The tasks of sampling design, the scope and content of information to be collected, design of schedules and protocols of field work are left to be decided by special working groups. These groups are chaired by experts from academia, and senior officials of the CSO and the NSSO, State government representatives as well as select non-official experts. These working groups are in continuous session from the inception of each round through all the subsequent steps. Discussions of concepts, questionnaire design, field work schedules and supervision are continuous, detailed and highly professional. Once the field work is over, the groups decide the detailed tabulation programme, and the tables to be prepared for publication. The tabulated results are discussed in detail by the NSC and are published after its approval.
After considerable hesitation and prodding, the government decided some years back to put all tabulations and the primary data on open access, especially to academic and other interested users. This decision has stimulated and facilitated the use of these data for intensive analyses by numerous researchers. They have been used extensively for monitoring of trends and critical assessment of several important aspects of the economy and society, such as poverty and inequality, consumption patterns, employment, household savings and investment, and health-seeking behaviour. They have spawned intense as well as creative controversies over survey methodology, quality of data, and interpretation of structure and trends. These have played an important role in shaping policy and in improving the surveys.
The NSSO surveys command wide respect among academics, State governments and non-governmental organisations as the most reliable and comparable basis for discussions in the public, policy and even political arenas. This is based on their well-earned reputation for professionalism, independence and integrity. Widespread apprehensions that the proposed absorption of NSSO into the CSO could compromise the surveys by subjecting their review and publication to government approval must therefore be allayed promptly in an unqualified manner. The existing institutional arrangement in which the NSC, as a professional body independent of government, has not only functioned smoothly but also commands confidence and respect both within the country and abroad must be maintained. Any attempt or even a suggestion that its substantive work, publication and free dissemination of data are subject to the department’s approval will hugely dent the credibility of the Indian statistical system.

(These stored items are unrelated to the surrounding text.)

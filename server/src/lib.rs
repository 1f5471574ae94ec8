//! # Pong Server Library
//!
//! Authoritative server for a two-player paddle-and-ball game. The server owns
//! the canonical table, runs the ball simulation at a fixed tick, decides
//! scoring and match phases, and broadcasts a normalized snapshot to every
//! connected client each tick.
//!
//! ## Core Responsibilities
//!
//! ### Authoritative Simulation
//! Clients only ever send paddle positions and rematch requests. Ball motion,
//! collisions and scoring are computed here and nowhere else.
//!
//! ### Roster and Match Phases
//! The first two connections play (left, then right); everyone after that
//! watches. A match starts as soon as both sides are taken, ends when a side
//! reaches the winning score, and restarts when both players ready up. Losing
//! a player at any point drops the table back to waiting.
//!
//! ### State Broadcasting
//! Every tick, whatever the phase, a snapshot scaled to `[0, 1]` is sent to
//! everyone so idle clients still render a consistent table.
//!
//! ## Architecture Design
//!
//! ### Single-Threaded Event Loop
//! One loop owns the [`game::GameInstance`] and processes inbound packets and
//! tick events one at a time, each to completion. No state is shared with the
//! network tasks except the connection table, so the game needs no locking.
//!
//! ### UDP-Based Communication
//! Clients talk to the server over UDP with bincode-encoded
//! [`shared::Packet`]s. Connection liveness is tracked with heartbeats and a
//! timeout sweep.
//!
//! ## Module Organization
//!
//! - `session`: role assignment per connection
//! - `physics`: one-step ball movement, wall bounces, paddle deflection
//! - `game`: match phases, scoring, ready-up and snapshots
//! - `client_manager`: socket address bookkeeping and timeouts
//! - `network`: socket tasks and the main loop
//!
//! ## Usage Example
//!
//! ```rust,no_run
//! use server::network::Server;
//! use std::time::Duration;
//!
//! #[tokio::main]
//! async fn main() -> Result<(), Box<dyn std::error::Error>> {
//!     let mut server = Server::new(
//!         "127.0.0.1:3000",
//!         Duration::from_millis(16),
//!         32,
//!         Duration::from_secs(5),
//!     )
//!     .await?;
//!
//!     server.run().await?;
//!
//!     Ok(())
//! }
//! ```

pub mod client_manager;
pub mod game;
pub mod network;
pub mod physics;
pub mod session;
//! Fixed-step ball simulation
//!
//! Positions are in table units with the origin at the top-left corner and
//! `y` growing downwards. One call to [`tick`] advances the ball by exactly one
//! velocity step; there is no delta time.

use rand::Rng;
use shared::{
    Side, Sides, BALL_SIZE, BASE_SPEED, PADDLE_HEIGHT, PADDLE_WIDTH, SPEED_MULTIPLIER,
    TABLE_HEIGHT, TABLE_WIDTH,
};

/// Axis-aligned rectangle given by its edges.
#[derive(Debug, Clone, Copy, PartialEq)]
pub struct Rect {
    pub left: f32,
    pub right: f32,
    pub top: f32,
    pub bottom: f32,
}

impl Rect {
    /// Strict overlap; rectangles that only touch do not intersect.
    pub fn intersects(&self, other: &Rect) -> bool {
        self.left < other.right
            && self.right > other.left
            && self.top < other.bottom
            && self.bottom > other.top
    }
}

#[derive(Debug, Clone, Copy, PartialEq)]
pub struct Ball {
    /// Left edge.
    pub x: f32,
    /// Top edge.
    pub y: f32,
    pub dx: f32,
    pub dy: f32,
    pub size: f32,
}

impl Ball {
    /// A ball resting at the centre of the table with the given velocity.
    pub fn centered(dx: f32, dy: f32) -> Self {
        Self {
            x: TABLE_WIDTH / 2.0,
            y: TABLE_HEIGHT / 2.0,
            dx,
            dy,
            size: BALL_SIZE,
        }
    }

    /// Centre serve at base speed towards a random quadrant.
    pub fn serve(rng: &mut impl Rng) -> Self {
        let dx = if rng.gen_bool(0.5) { BASE_SPEED } else { -BASE_SPEED };
        let dy = if rng.gen_bool(0.5) { BASE_SPEED } else { -BASE_SPEED };
        Self::centered(dx, dy)
    }

    pub fn rect(&self) -> Rect {
        Rect {
            left: self.x,
            right: self.x + self.size,
            top: self.y,
            bottom: self.y + self.size,
        }
    }

    pub fn center_y(&self) -> f32 {
        self.y + self.size / 2.0
    }
}

#[derive(Debug, Clone, Copy, PartialEq)]
pub struct Paddle {
    /// Top edge.
    pub y: f32,
}

impl Paddle {
    pub fn centered() -> Self {
        Self {
            y: TABLE_HEIGHT / 2.0 - PADDLE_HEIGHT / 2.0,
        }
    }

    pub fn rect(&self, side: Side) -> Rect {
        let left = match side {
            Side::Left => 0.0,
            Side::Right => TABLE_WIDTH - PADDLE_WIDTH,
        };
        Rect {
            left,
            right: left + PADDLE_WIDTH,
            top: self.y,
            bottom: self.y + PADDLE_HEIGHT,
        }
    }

    pub fn center_y(&self) -> f32 {
        self.y + PADDLE_HEIGHT / 2.0
    }
}

impl Default for Paddle {
    fn default() -> Self {
        Self::centered()
    }
}

/// Something noteworthy that happened during a tick.
#[derive(Debug, Clone, Copy, PartialEq, Eq)]
pub enum TickEvent {
    /// The ball left the table; the given side earns the point.
    Scored(Side),
    /// The ball was deflected by the paddle on the given side.
    Deflected(Side),
}

/// Advances the ball one step.
///
/// Scoring wins over paddle contact in the same step. Both paddles are
/// tested every step; when the ball overlaps both, both deflections apply in
/// order and the right one is reported.
pub fn tick(ball: &mut Ball, paddles: &Sides<Paddle>) -> Option<TickEvent> {
    ball.x += ball.dx;
    ball.y += ball.dy;

    // No position correction; the ball may overshoot a wall by one step.
    if ball.y <= 0.0 || ball.y + ball.size >= TABLE_HEIGHT {
        ball.dy = -ball.dy;
    }

    if let Some(scorer) = scorer(ball) {
        return Some(TickEvent::Scored(scorer));
    }

    let mut event = None;
    for side in Side::BOTH {
        if deflect(ball, &paddles[side], side) {
            event = Some(TickEvent::Deflected(side));
        }
    }
    event
}

fn scorer(ball: &Ball) -> Option<Side> {
    if ball.x > TABLE_WIDTH {
        Some(Side::Left)
    } else if ball.x + ball.size < 0.0 {
        Some(Side::Right)
    } else {
        None
    }
}

fn deflect(ball: &mut Ball, paddle: &Paddle, side: Side) -> bool {
    let paddle_rect = paddle.rect(side);
    if !ball.rect().intersects(&paddle_rect) {
        return false;
    }

    // Contact point relative to the paddle centre maps linearly onto dy.
    let impact = ball.center_y() - paddle.center_y();
    ball.dy = impact / (PADDLE_HEIGHT / 2.0) * BASE_SPEED;

    let speed = ball.dx.abs() * SPEED_MULTIPLIER;
    match side {
        Side::Left => {
            ball.dx = speed;
            ball.x = paddle_rect.right;
        }
        Side::Right => {
            ball.dx = -speed;
            ball.x = paddle_rect.left - ball.size;
        }
    }
    true
}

Urging this forcefully does not in any way suggest that the present institutional arrangements are flawless or that the NSSO is perfect. On the contrary, it is widely recognised that there is scope for improvement in the functioning of the institution and the way data are collected. These problems are well known: the NSSO doesn’t have adequate budgetary allocations; there is an acute shortage of trained field staff; the scale of surveys is un-manageably large mainly because the users demand a degree of detail in content and regional disaggregation of estimates. The NSC is fully conscious of these difficulties. The solutions call for action by the institutions responsible for gathering data by investing in continuing research on improving sampling design, field survey methods and validation of data. Correcting these deficiencies is entirely in the domain of government.
But there are also serious difficulties inherent in trying to get reliable and complete information through the interview method. Most respondents do not maintain any records or accounts of their transactions. Since most respondents rely on recall, it is unrealistic to expect them to provide reliable information on the scope and detail sought by questionnaires. Memory lapses and respondent fatigue lead to high incidence of non-response, indifferent response and biased response. These problems are particularly serious among the more affluent and better-educated sections of respondents. Increasing the role of CSO officials in running the NSSO will not solve these problems, but they can help by providing funds for specialised research on survey design and methodology. The necessity and importance of such research calls for far greater attention and resources than they receive at present.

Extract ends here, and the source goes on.